// Copyright (c) 2025 Fabstir
// SPDX-License-Identifier: BUSL-1.1
//! Baidu search provider
//!
//! Scrapes the Baidu HTML results page. Result pages are fetched
//! concurrently under a semaphore and a QPS limiter, with jitter before each
//! request, exponential backoff when the captcha page appears, and a global
//! cooldown shared by all in-flight page fetches. Baidu wraps result links
//! in `link?url=` redirects; those are resolved with a HEAD request that
//! does not follow redirects.

use async_trait::async_trait;
use futures::future::join_all;
use rand::Rng;
use reqwest::header::{HeaderMap, HeaderValue, ACCEPT, LOCATION, REFERER};
use reqwest::Client;
use scraper::{ElementRef, Html, Selector};
use serde::{Deserialize, Serialize};
use std::time::{Duration, Instant};
use tokio::sync::{Mutex, Semaphore};
use tracing::{debug, info, warn};

use super::provider::{build_client, request_error, SearchProvider};
use super::rate_limiter::SearchRateLimiter;
use super::types::{SearchError, SearchResult};

const BAIDU_SEARCH_URL: &str = "https://www.baidu.com/s";
const CAPTCHA_MARKER: &str = "百度安全验证";
const RESULTS_PER_PAGE: usize = 10;

const ABSTRACT_SELECTORS: &[&str] = &[
    ".c-abstract",
    ".content-right_8Zs4j",
    ".content-abstract",
    ".op-se-share-content",
    ".c-span-last",
];

/// UI labels that leak into abstracts
const ABSTRACT_UI_WORDS: &[&str] = &["播报", "暂停", "查看更多", "展开全部"];

/// Minimum chars for a fallback abstract block
const MIN_FALLBACK_ABSTRACT_CHARS: usize = 20;

/// Outcome of resolving a Baidu redirect link
#[derive(Debug, Clone, Copy, PartialEq, Eq, Serialize, Deserialize)]
#[serde(rename_all = "snake_case")]
pub enum UrlResolveStatus {
    /// Not a redirect link, or resolution disabled
    Skipped,
    /// Location header read
    Resolved,
    /// Tried and failed
    Failed,
}

/// Tuning for the Baidu provider
#[derive(Debug, Clone)]
pub struct BaiduConfig {
    /// Results page endpoint
    pub search_url: String,
    /// Result pages in flight at once
    pub search_concurrency: usize,
    /// Result page requests per second (may be fractional)
    pub search_qps: f64,
    /// Random delay before each page request, in ms
    pub search_jitter_ms: (u64, u64),
    /// Redirect resolutions in flight at once
    pub resolve_concurrency: usize,
    /// Redirect resolutions per second
    pub resolve_qps: f64,
    /// Random delay before each resolution, in ms
    pub resolve_jitter_ms: (u64, u64),
    /// Retries per page after a captcha
    pub max_retries: u32,
    /// Base backoff, doubled per attempt
    pub retry_backoff: Duration,
    /// Pause applied to every page fetch after a captcha
    pub cooldown: Duration,
    /// Resolve `link?url=` redirects into target URLs
    pub resolve_real_url: bool,
    pub page_timeout: Duration,
    pub resolve_timeout: Duration,
}

impl BaiduConfig {
    /// Load configuration from environment variables
    pub fn from_env() -> Self {
        let defaults = Self::default();
        Self {
            resolve_real_url: std::env::var("BAIDU_RESOLVE_URLS")
                .map(|v| v.to_lowercase() != "false")
                .unwrap_or(defaults.resolve_real_url),
            search_qps: std::env::var("BAIDU_SEARCH_QPS")
                .ok()
                .and_then(|v| v.parse().ok())
                .unwrap_or(defaults.search_qps),
            ..defaults
        }
    }

    /// Validate the configuration
    pub fn validate(&self) -> Result<(), String> {
        if self.search_concurrency == 0 || self.resolve_concurrency == 0 {
            return Err("Baidu concurrency must be greater than 0".to_string());
        }
        if self.search_qps <= 0.0 || self.resolve_qps <= 0.0 {
            return Err("Baidu QPS must be greater than 0".to_string());
        }
        Ok(())
    }
}

impl Default for BaiduConfig {
    fn default() -> Self {
        Self {
            search_url: BAIDU_SEARCH_URL.to_string(),
            search_concurrency: 2,
            search_qps: 0.5,
            search_jitter_ms: (50, 150),
            resolve_concurrency: 15,
            resolve_qps: 10.0,
            resolve_jitter_ms: (20, 80),
            max_retries: 2,
            retry_backoff: Duration::from_secs(3),
            cooldown: Duration::from_secs(30),
            resolve_real_url: true,
            page_timeout: Duration::from_secs(5),
            resolve_timeout: Duration::from_secs(2),
        }
    }
}

/// Baidu HTML search provider (no API key required)
pub struct BaiduSearchProvider {
    config: BaiduConfig,
    client: Client,
    resolve_client: Client,
    search_sem: Semaphore,
    search_limiter: SearchRateLimiter,
    resolve_sem: Semaphore,
    resolve_limiter: SearchRateLimiter,
    cooldown_until: Mutex<Option<Instant>>,
}

impl BaiduSearchProvider {
    pub fn new(config: BaiduConfig) -> Result<Self, SearchError> {
        let mut headers = HeaderMap::new();
        headers.insert(
            ACCEPT,
            HeaderValue::from_static(
                "text/html,application/xhtml+xml,application/xml;q=0.9,image/webp,*/*;q=0.8",
            ),
        );
        headers.insert(REFERER, HeaderValue::from_static("https://www.baidu.com/"));

        let client = build_client(config.page_timeout, headers.clone(), true)?;
        let resolve_client = build_client(config.resolve_timeout, headers, false)?;

        Ok(Self {
            search_sem: Semaphore::new(config.search_concurrency.max(1)),
            search_limiter: SearchRateLimiter::per_second(config.search_qps),
            resolve_sem: Semaphore::new(config.resolve_concurrency.max(1)),
            resolve_limiter: SearchRateLimiter::per_second(config.resolve_qps),
            cooldown_until: Mutex::new(None),
            client,
            resolve_client,
            config,
        })
    }

    pub fn config(&self) -> &BaiduConfig {
        &self.config
    }

    async fn cooldown_remaining(&self) -> Duration {
        let until = *self.cooldown_until.lock().await;
        until
            .map(|t| t.saturating_duration_since(Instant::now()))
            .unwrap_or_default()
    }

    async fn start_cooldown(&self) {
        *self.cooldown_until.lock().await = Some(Instant::now() + self.config.cooldown);
    }

    /// Fetch one results page; `Ok(None)` means the captcha page came back
    async fn fetch_page(
        &self,
        query: &str,
        page_idx: usize,
    ) -> Result<Option<Vec<SearchResult>>, SearchError> {
        let pn = (page_idx * RESULTS_PER_PAGE).to_string();
        let response = self
            .client
            .get(&self.config.search_url)
            .query(&[("wd", query), ("pn", pn.as_str()), ("ie", "utf-8")])
            .send()
            .await
            .map_err(|e| request_error(e, self.config.page_timeout.as_millis() as u64))?;

        let status = response.status();
        let html = response
            .text()
            .await
            .map_err(|e| request_error(e, self.config.page_timeout.as_millis() as u64))?;

        if html.contains(CAPTCHA_MARKER) {
            warn!("Baidu captcha on page {}", page_idx);
            self.start_cooldown().await;
            return Ok(None);
        }

        if !status.is_success() {
            return Err(SearchError::ApiError {
                status: status.as_u16(),
                message: "Baidu request failed".to_string(),
            });
        }

        Ok(Some(parse_results(&html, page_idx)))
    }

    async fn fetch_page_throttled(
        &self,
        query: &str,
        page_idx: usize,
    ) -> Result<Option<Vec<SearchResult>>, SearchError> {
        let max_retries = self.config.max_retries;

        for attempt in 0..=max_retries {
            let wait = self.cooldown_remaining().await;
            if !wait.is_zero() {
                warn!("Baidu cooldown active, waiting {:.1}s", wait.as_secs_f64());
                tokio::time::sleep(wait).await;
            }

            tokio::time::sleep(jitter(self.config.search_jitter_ms)).await;
            self.search_limiter.wait().await;
            let page = {
                let _permit = self
                    .search_sem
                    .acquire()
                    .await
                    .map_err(|_| SearchError::ProviderUnavailable {
                        provider: "baidu".to_string(),
                    })?;
                self.fetch_page(query, page_idx).await?
            };

            if page.is_some() {
                return Ok(page);
            }

            if attempt < max_retries {
                let backoff = self.config.retry_backoff * 2u32.pow(attempt);
                warn!(
                    "Baidu page {} blocked, retrying in {:.1}s ({}/{})",
                    page_idx,
                    backoff.as_secs_f64(),
                    attempt + 1,
                    max_retries
                );
                tokio::time::sleep(backoff).await;
            }
        }

        Ok(None)
    }

    /// Resolve a Baidu redirect link into its target URL
    pub async fn resolve_url(&self, url: &str) -> (String, UrlResolveStatus) {
        if url.is_empty() || !needs_resolution(url) {
            return (url.to_string(), UrlResolveStatus::Skipped);
        }

        match self.resolve_client.head(url).send().await {
            Ok(response) => match response
                .headers()
                .get(LOCATION)
                .and_then(|v| v.to_str().ok())
                .filter(|v| !v.is_empty())
            {
                Some(location) => (location.to_string(), UrlResolveStatus::Resolved),
                None => (url.to_string(), UrlResolveStatus::Failed),
            },
            Err(e) => {
                debug!("Redirect resolution failed for {}: {}", url, e);
                (url.to_string(), UrlResolveStatus::Failed)
            }
        }
    }

    async fn resolve_throttled(&self, mut result: SearchResult) -> (SearchResult, UrlResolveStatus) {
        tokio::time::sleep(jitter(self.config.resolve_jitter_ms)).await;
        self.resolve_limiter.wait().await;
        let status = match self.resolve_sem.acquire().await {
            Ok(_permit) => {
                let (url, status) = self.resolve_url(&result.url).await;
                result.url = url;
                status
            }
            Err(_) => UrlResolveStatus::Failed,
        };
        (result, status)
    }

    /// Resolve every result's link, dropping unusable failures
    ///
    /// Results whose resolution failed are kept only if their URL is still
    /// absolute. If nothing survives, the unresolved list is returned.
    pub async fn resolve_all(&self, results: Vec<SearchResult>) -> Vec<SearchResult> {
        let resolved = join_all(results.into_iter().map(|r| self.resolve_throttled(r))).await;
        let total = resolved.len();

        let kept: Vec<SearchResult> = resolved
            .iter()
            .filter(|(r, status)| *status != UrlResolveStatus::Failed || r.url.starts_with("http"))
            .map(|(r, _)| r.clone())
            .collect();

        if kept.is_empty() && total > 0 {
            warn!("All Baidu links failed to resolve, returning raw results");
            return resolved.into_iter().map(|(r, _)| r).collect();
        }
        kept
    }
}

#[async_trait]
impl SearchProvider for BaiduSearchProvider {
    async fn search(
        &self,
        query: &str,
        num_results: usize,
    ) -> Result<Vec<SearchResult>, SearchError> {
        let pages_needed = num_results.max(1).div_ceil(RESULTS_PER_PAGE);
        let start = Instant::now();

        let pages = join_all((0..pages_needed).map(|i| self.fetch_page_throttled(query, i))).await;

        let mut results = Vec::new();
        let mut blocked = 0;
        let mut last_error = None;
        for page in pages {
            match page {
                Ok(Some(items)) => results.extend(items),
                Ok(None) => blocked += 1,
                Err(e) => {
                    warn!("Baidu page fetch failed: {}", e);
                    last_error = Some(e);
                }
            }
        }

        if results.is_empty() {
            if blocked > 0 {
                return Err(SearchError::RateLimited {
                    retry_after_secs: self.config.cooldown.as_secs(),
                });
            }
            if let Some(e) = last_error {
                return Err(e);
            }
        }

        info!(
            "Baidu: {} pages -> {} results in {}ms",
            pages_needed,
            results.len(),
            start.elapsed().as_millis()
        );

        if self.config.resolve_real_url {
            results = self.resolve_all(results).await;
        }

        Ok(results)
    }

    fn name(&self) -> &'static str {
        "baidu"
    }

    fn is_available(&self) -> bool {
        true
    }

    fn priority(&self) -> u8 {
        30
    }
}

fn jitter((lo, hi): (u64, u64)) -> Duration {
    if hi <= lo {
        return Duration::from_millis(lo);
    }
    Duration::from_millis(rand::thread_rng().gen_range(lo..=hi))
}

fn needs_resolution(url: &str) -> bool {
    url.contains("link?url=") || url.contains("baidu.php")
}

/// Remove icon-font glyphs, UI labels and redundant whitespace
pub fn clean_abstract(text: &str) -> String {
    let mut cleaned: String = text
        .chars()
        .filter(|c| !('\u{E600}'..='\u{E6FF}').contains(c))
        .collect();
    for word in ABSTRACT_UI_WORDS {
        cleaned = cleaned.replace(word, "");
    }
    cleaned.split_whitespace().collect::<Vec<_>>().join(" ")
}

fn element_text(el: ElementRef<'_>) -> String {
    el.text().collect()
}

fn extract_abstract(container: ElementRef<'_>) -> String {
    for s in ABSTRACT_SELECTORS {
        if let Ok(selector) = Selector::parse(s) {
            if let Some(node) = container.select(&selector).next() {
                return element_text(node);
            }
        }
    }

    let Ok(blocks) = Selector::parse("div, span") else {
        return String::new();
    };
    let mut best = String::new();
    let mut best_len = 0;
    for node in container.select(&blocks) {
        let text = element_text(node);
        let trimmed = text.trim();
        let len = trimmed.chars().count();
        if len > MIN_FALLBACK_ABSTRACT_CHARS && len > best_len {
            best_len = len;
            best = trimmed.to_string();
        }
    }
    best
}

/// Parse a Baidu results page
///
/// Containers without a title are skipped. Ranks follow container position
/// across pages; the result filter renumbers them later.
pub fn parse_results(html: &str, page_idx: usize) -> Vec<SearchResult> {
    let document = Html::parse_document(html);
    let (Ok(container_sel), Ok(h3_sel), Ok(t_sel), Ok(a_sel)) = (
        Selector::parse(".c-container"),
        Selector::parse("h3"),
        Selector::parse(".t"),
        Selector::parse("a"),
    ) else {
        return Vec::new();
    };

    let mut results = Vec::new();
    for (i, container) in document.select(&container_sel).enumerate() {
        let Some(title_node) = container
            .select(&h3_sel)
            .next()
            .or_else(|| container.select(&t_sel).next())
        else {
            continue;
        };

        let title: String = title_node.text().map(str::trim).collect();
        let url = title_node
            .select(&a_sel)
            .next()
            .and_then(|a| a.value().attr("href"))
            .unwrap_or_default()
            .to_string();

        results.push(SearchResult {
            title,
            url,
            snippet: clean_abstract(&extract_abstract(container)),
            rank: page_idx * RESULTS_PER_PAGE + i + 1,
            published_date: None,
            source: "baidu".to_string(),
        });
    }
    results
}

_ _ _

What the exercise asks: Starting at the top of the listing above, repeat every line exactly until the line that contains "use rand::Rng;" has been repeated too.

Task result:
// Copyright (c) 2025 Fabstir
// SPDX-License-Identifier: BUSL-1.1
//! Baidu search provider
//!
//! Scrapes the Baidu HTML results page. Result pages are fetched
//! concurrently under a semaphore and a QPS limiter, with jitter before each
//! request, exponential backoff when the captcha page appears, and a global
//! cooldown shared by all in-flight page fetches. Baidu wraps result links
//! in `link?url=` redirects; those are resolved with a HEAD request that
//! does not follow redirects.

use async_trait::async_trait;
use futures::future::join_all;
use rand::Rng;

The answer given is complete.